Bryant’s rookie season defense suggests he’ll remain mostly at third base next year, although manager Joe Maddon dabbled with him at each outfield position and may continue to do so. Rizzo is locked in at first base. The veteran tandem of Montero and Ross will return at catcher.
The Cubs have a middle infield surplus. Russell will remain the starting shortstop, so the question is what to do with Baez and Castro. Both players were acquired under the Jim Hendry front office, though Epstein’s group brokered the extension with Castro in the summer of 2012. Castro’s 2015 season was near replacement level, and he lost the starting shortstop job to Russell in August. Partially because of an injury to Soler that forced Chris Coghlan back to the outfield, Castro became the starting second baseman in September and had a blistering month. He continued in that role throughout the playoffs.
Castro won’t turn 26 until March, and he’s an enigma. He tallied 529 hits from age 20-22, joining Alex Rodriguez as the only middle infielders to accomplish that feat in baseball history. Since then he’s had replacement level seasons in 2013 and ’15, sandwiching a solid 2014. The Cubs prefer Russell and Baez over Castro as defensive shortstops, so it’s unclear whether another team would install Castro at short. He did show pretty well at second base late in the year.
If Castro became a free agent right now and demanded a four-year deal with a club option, I think he could get $38MM or a bit more. So perhaps the Cubs could move him without eating salary, though they wouldn’t get a player back with much surplus value.
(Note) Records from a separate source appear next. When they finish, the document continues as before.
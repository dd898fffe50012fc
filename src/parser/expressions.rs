//! Expression parsing implementation
//!
//! One method per precedence level, lowest first. Every binary level is
//! left-associative.
//!
//! ```text
//! expr     ::= and_expr ('or' and_expr)*
//! and_expr ::= not_expr ('and' not_expr)*
//! not_expr ::= 'not' not_expr | eq_expr
//! eq_expr  ::= rel_expr (('==' | '!=') rel_expr)*
//! rel_expr ::= add_expr (('<' | '<=' | '>' | '>=') add_expr)*
//! add_expr ::= mul_expr (('+' | '-') mul_expr)*
//! mul_expr ::= unary (('*' | '/' | '%') unary)*
//! unary    ::= '-'? primary
//! primary  ::= NUMBER | STRING | 'true' | 'false' | IDENT '(' args ')'
//!            | IDENT ('.' IDENT)* | '(' expr ')'
//! ```

use crate::parser::ast::*;
use crate::parser::lexer::{Keyword, Symbol, Token};
use crate::parser::parse::{Parser, SyntaxError};

impl Parser {
    /// Parse expression (top-level entry point)
    pub(crate) fn parse_expression(&mut self) -> Result<AstNode, SyntaxError> {
        self.nested(Self::parse_logical_or)
    }

    /// Parse logical OR (or)
    fn parse_logical_or(&mut self) -> Result<AstNode, SyntaxError> {
        let mut left = self.parse_logical_and()?;

        while self.match_keyword(Keyword::Or) {
            let loc = self.previous_location();
            let right = Box::new(self.parse_logical_and()?);
            left = AstNode::BinaryOp {
                op: BinOp::Or,
                left: Box::new(left),
                right,
                location: loc,
            };
        }

        Ok(left)
    }

    /// Parse logical AND (and)
    fn parse_logical_and(&mut self) -> Result<AstNode, SyntaxError> {
        let mut left = self.parse_logical_not()?;

        while self.match_keyword(Keyword::And) {
            let loc = self.previous_location();
            let right = Box::new(self.parse_logical_not()?);
            left = AstNode::BinaryOp {
                op: BinOp::And,
                left: Box::new(left),
                right,
                location: loc,
            };
        }

        Ok(left)
    }

    /// Parse logical NOT (not), binding looser than comparisons
    fn parse_logical_not(&mut self) -> Result<AstNode, SyntaxError> {
        if self.match_keyword(Keyword::Not) {
            let loc = self.previous_location();
            let operand = Box::new(self.nested(Self::parse_logical_not)?);
            return Ok(AstNode::UnaryOp {
                op: UnOp::Not,
                operand,
                location: loc,
            });
        }

        self.parse_equality()
    }

    /// Parse equality (== !=)
    fn parse_equality(&mut self) -> Result<AstNode, SyntaxError> {
        let mut left = self.parse_relational()?;

        loop {
            let loc = self.current_location();
            let op = if self.match_symbol(Symbol::EqEq) {
                BinOp::Eq
            } else if self.match_symbol(Symbol::NotEq) {
                BinOp::Ne
            } else {
                break;
            };

            let right = Box::new(self.parse_relational()?);
            left = AstNode::BinaryOp {
                op,
                left: Box::new(left),
                right,
                location: loc,
            };
        }

        Ok(left)
    }

    /// Parse relational (< <= > >=)
    fn parse_relational(&mut self) -> Result<AstNode, SyntaxError> {
        let mut left = self.parse_additive()?;

        loop {
            let loc = self.current_location();
            let op = if self.match_symbol(Symbol::Lt) {
                BinOp::Lt
            } else if self.match_symbol(Symbol::Le) {
                BinOp::Le
            } else if self.match_symbol(Symbol::Gt) {
                BinOp::Gt
            } else if self.match_symbol(Symbol::Ge) {
                BinOp::Ge
            } else {
                break;
            };

            let right = Box::new(self.parse_additive()?);
            left = AstNode::BinaryOp {
                op,
                left: Box::new(left),
                right,
                location: loc,
            };
        }

        Ok(left)
    }

    /// Parse additive (+ -)
    fn parse_additive(&mut self) -> Result<AstNode, SyntaxError> {
        let mut left = self.parse_multiplicative()?;

        loop {
            let loc = self.current_location();
            let op = if self.match_symbol(Symbol::Plus) {
                BinOp::Add
            } else if self.match_symbol(Symbol::Minus) {
                BinOp::Sub
            } else {
                break;
            };

            let right = Box::new(self.parse_multiplicative()?);
            left = AstNode::BinaryOp {
                op,
                left: Box::new(left),
                right,
                location: loc,
            };
        }

        Ok(left)
    }

    /// Parse multiplicative (* / %)
    fn parse_multiplicative(&mut self) -> Result<AstNode, SyntaxError> {
        let mut left = self.parse_unary()?;

        loop {
            let loc = self.current_location();
            let op = if self.match_symbol(Symbol::Star) {
                BinOp::Mul
            } else if self.match_symbol(Symbol::Slash) {
                BinOp::Div
            } else if self.match_symbol(Symbol::Percent) {
                BinOp::Mod
            } else {
                break;
            };

            let right = Box::new(self.parse_unary()?);
            left = AstNode::BinaryOp {
                op,
                left: Box::new(left),
                right,
                location: loc,
            };
        }

        Ok(left)
    }

    /// Parse unary minus: at most one `-` before a primary
    fn parse_unary(&mut self) -> Result<AstNode, SyntaxError> {
        if self.match_symbol(Symbol::Minus) {
            let loc = self.previous_location();
            let operand = Box::new(self.parse_primary()?);
            return Ok(AstNode::UnaryOp {
                op: UnOp::Neg,
                operand,
                location: loc,
            });
        }

        self.parse_primary()
    }

    /// Parse primary expressions (literals, variables, calls, parentheses)
    fn parse_primary(&mut self) -> Result<AstNode, SyntaxError> {
        let loc = self.current_location();

        match self.peek().clone() {
            Token::Number(n, _) => {
                self.advance();
                Ok(AstNode::NumberLiteral(n, loc))
            }
            Token::String(s, _) => {
                self.advance();
                Ok(AstNode::StringLiteral(s, loc))
            }
            Token::Ident(name, _) => {
                self.advance();
                match name.as_str() {
                    "true" => Ok(AstNode::BooleanLiteral(true, loc)),
                    "false" => Ok(AstNode::BooleanLiteral(false, loc)),
                    _ if self.check_symbol(Symbol::LParen) => self.parse_call(name, loc),
                    _ => {
                        let path = self.parse_path_tail(name)?;
                        Ok(AstNode::Variable {
                            path,
                            location: loc,
                        })
                    }
                }
            }
            Token::Symbol(Symbol::LParen, _) => {
                self.advance();
                let expr = self.parse_expression()?;
                self.expect_symbol(Symbol::RParen, "after parenthesized expression")?;
                Ok(expr)
            }
            _ => Err(self.error_here("Expected expression")),
        }
    }

    /// Parse `.name` segments following the first name of a dotted path
    pub(crate) fn parse_path_tail(&mut self, first: String) -> Result<Vec<String>, SyntaxError> {
        let mut path = vec![first];
        while self.match_symbol(Symbol::Dot) {
            path.push(self.expect_identifier("after '.'")?);
        }
        Ok(path)
    }

    /// Parse the argument list of a call whose name was already consumed
    pub(crate) fn parse_call(
        &mut self,
        name: String,
        location: SourceLocation,
    ) -> Result<AstNode, SyntaxError> {
        self.expect_symbol(Symbol::LParen, "after function name")?;

        let mut args = Vec::new();
        if !self.check_symbol(Symbol::RParen) {
            loop {
                args.push(self.parse_expression()?);
                if !self.match_symbol(Symbol::Comma) {
                    break;
                }
            }
        }

        self.expect_symbol(Symbol::RParen, "after function arguments")?;

        Ok(AstNode::FunctionCall {
            name,
            args,
            location,
        })
    }
}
The Mets, Padres, White Sox, and Yankees could be potential trade partners for the Cubs, who would presumably look to add starting pitching. Most of those teams have pitching depth, and the Cubs could look to add to their bullpen as well.
Baez, who turns 23 in December and comes with six years of control, is also a trade candidate. He was able to cut his strikeout rate a bit in Triple-A this year, while dealing with the tragic passing of his sister as well as a broken finger. Baez’s star potential gives him much more trade value than Castro, and it would be risky for the Cubs to move him. The flip side of that is that making him available opens the door to controllable upper-tier arms like Carlos Carrasco and Tyson Ross, pitchers the Cubs pursued in July. All in all, Castro is more likely to be dealt than Baez this winter, yet there is a reasonable chance the club enters the season with both and delays the trade decision. Baez could serve as the team’s backup infielder to start the season.
Schwarber’s bat is well ahead of his glove. He joined the Cubs in mid-June and clubbed 21 home runs in 304 plate appearances, including his postseason onslaught. The plan remains the same for 2016: bring him along as a catcher when possible, while keeping his bat in the lineup as the left fielder. Trading Schwarber at this point in his career would be an extremely bold move that I don’t anticipate the Cubs making. Trading Chris Coghlan is a safer alternative. He and Schwarber both bat left-handed, so they can’t form a left field platoon. Coghlan remains affordable in his final year of team control, and he hit .264/.355/.476 against right-handed pitching this year. I’m reminded of Seth Smith, who was traded to the Padres for Luke Gregerson two years ago. The Angels, Astros, Giants, Orioles, Padres, Royals, and White Sox could be potential trade partners for Coghlan.
Though he’s cut from the same cloth as Baez, the Cubs could consider trading Soler for controllable pitching. Soler posted a replacement level rookie season, with poor defense and a 30% strikeout rate. His 112 total games played marked a pro career high. Still, Soler flashed All-Star potential in the playoffs. Like Baez, the safe move here is to retain Soler and see what he becomes.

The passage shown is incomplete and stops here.